Looking at mortgage rates and housing prices in isolation does not paint a complete picture. It is important to look at median household after-tax incomes in relation to housing costs.

Surprise, surprise, Alberta takes the win with a significant margin at $77,700 in 2020. That has a nice ring to it. Second place goes to Ontario, with a net median household after-tax income of $70,100.  Good luck getting into homeownership there. The third and fourth places are Saskatchewan with $67,700 and B.C. at $67,500.

The above is a snapshot of the potential future demand for housing. What about the supply? It is the relationship between supply and demand that will give us insight into where prices may be headed.Let’s look at the end-of-month inventory of homes for September over the last five years in the greater Edmonton region. September 2018 takes the win with 11,433 active listings and 1,424 sales for the month. The lowest level in the last five years was last year, with 9,139 active listings and 2030 sales. This year, we had 9,386 listings in September with 1694 sales.
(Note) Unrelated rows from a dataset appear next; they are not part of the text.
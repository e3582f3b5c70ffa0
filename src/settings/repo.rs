use rust_decimal::Decimal;
use serde::Serialize;
use sqlx::{FromRow, PgPool};
use time::OffsetDateTime;
use uuid::Uuid;

use crate::hours::BusinessHours;

use super::dto::UpdateGlobalSettingsRequest;

/// Weekly schedule for a restaurant, stored as one opaque JSONB value.
/// A missing row (or missing days in the value) falls back to defaults.
pub async fn business_hours(db: &PgPool, restaurant_id: Uuid) -> anyhow::Result<BusinessHours> {
    let row: Option<(serde_json::Value,)> =
        sqlx::query_as("SELECT business_hours FROM store_settings WHERE restaurant_id = $1")
            .bind(restaurant_id)
            .fetch_optional(db)
            .await?;

    match row {
        Some((value,)) => Ok(serde_json::from_value(value)?),
        None => Ok(BusinessHours::default()),
    }
}

pub async fn upsert_business_hours(
    db: &PgPool,
    restaurant_id: Uuid,
    hours: &BusinessHours,
) -> anyhow::Result<()> {
    sqlx::query(
        r#"
        INSERT INTO store_settings (restaurant_id, business_hours, updated_at)
        VALUES ($1, $2, now())
        ON CONFLICT (restaurant_id) DO UPDATE SET
            business_hours = EXCLUDED.business_hours,
            updated_at = now()
        "#,
    )
    .bind(restaurant_id)
    .bind(serde_json::to_value(hours)?)
    .execute(db)
    .await?;
    Ok(())
}

/// Marketplace-wide knobs, a single row. Points: `points_earn_per_currency`
/// points accrue per whole currency unit spent; each point is worth
/// `points_redeem_value` at checkout.
#[derive(Debug, Clone, Serialize, FromRow)]
pub struct GlobalSettings {
    pub marketplace_name: String,
    pub points_earn_per_currency: i64,
    pub points_redeem_value: Decimal,
    pub updated_at: OffsetDateTime,
}

impl Default for GlobalSettings {
    fn default() -> Self {
        Self {
            marketplace_name: "Pedeja".into(),
            points_earn_per_currency: 1,
            points_redeem_value: Decimal::new(1, 2), // 0.01 per point
            updated_at: OffsetDateTime::UNIX_EPOCH,
        }
    }
}

pub async fn global(db: &PgPool) -> anyhow::Result<GlobalSettings> {
    let row = sqlx::query_as::<_, GlobalSettings>(
        r#"
        SELECT marketplace_name, points_earn_per_currency, points_redeem_value, updated_at
        FROM global_settings
        WHERE id = 1
        "#,
    )
    .fetch_optional(db)
    .await?;
    Ok(row.unwrap_or_default())
}

pub async fn update_global(
    db: &PgPool,
    req: &UpdateGlobalSettingsRequest,
) -> anyhow::Result<GlobalSettings> {
    let current = global(db).await?;
    let row = sqlx::query_as::<_, GlobalSettings>(
        r#"
        INSERT INTO global_settings (id, marketplace_name, points_earn_per_currency,
                                     points_redeem_value, updated_at)
        VALUES (1, $1, $2, $3, now())
        ON CONFLICT (id) DO UPDATE SET
            marketplace_name = EXCLUDED.marketplace_name,
            points_earn_per_currency = EXCLUDED.points_earn_per_currency,
            points_redeem_value = EXCLUDED.points_redeem_value,
            updated_at = now()
        RETURNING marketplace_name, points_earn_per_currency, points_redeem_value, updated_at
        "#,
    )
    .bind(req.marketplace_name.as_deref().unwrap_or(&current.marketplace_name))
    .bind(req.points_earn_per_currency.unwrap_or(current.points_earn_per_currency))
    .bind(req.points_redeem_value.unwrap_or(current.points_redeem_value))
    .fetch_one(db)
    .await?;
    Ok(row)
}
I believe sales are down from last year because we still feel mortgage rates are too high. But are they compared to history?

I don’t think all the new Albertans plan to live in a van down by the river. They might want a real home to rent or buy. We are experiencing more demand for rentals this year. Typically, an increase in rental demand will precede an increase in demand for homeownership.

Now that you have more perspective on the housing market, net migration and mortgage rates, what might that mean for 2023 and beyond?One of my favourite games to play is a game I call “Play it to the End.” In economics, we are taught to collect data to predict human behaviour. Economists will attempt to construct a model to gain insight into the future. Once there is a reasonable prediction, I like to work backwards to identify advantageous action steps that I can take now to best prepare for that possible future.  If the models are mostly accurate, that can give hindsight in advance.

I see a possibility that home prices in Alberta could appreciate significantly in the very near future.

Some parents have purchased investment properties in Alberta to lock in housing affordability for their children.

I am seeing levels of diversification in Alberta that I have never seen before. It is expected that Alberta will lead the nation in economic growth for the foreseeable future.Canada is and has been significantly increasing national immigration. Before 2020, we would welcome around 260,000 new Canadians each year. This year we might welcome as many as 430,000 new Canadians, with that number expected to increase to 500,000 in 2025.

Where will they choose to live?  Maybe in the province with the most affordable housing, relative to after-tax incomes and the province with many employment opportunities. Alberta seems like a pretty good option on both those counts.

With a real possibility of increasing housing prices, what could you do to ride that wave or protect housing affordability for your children?

I think the best play is to buy and hold real estate in Alberta. We have a window of opportunity right now, even if it doesn’t feel like it.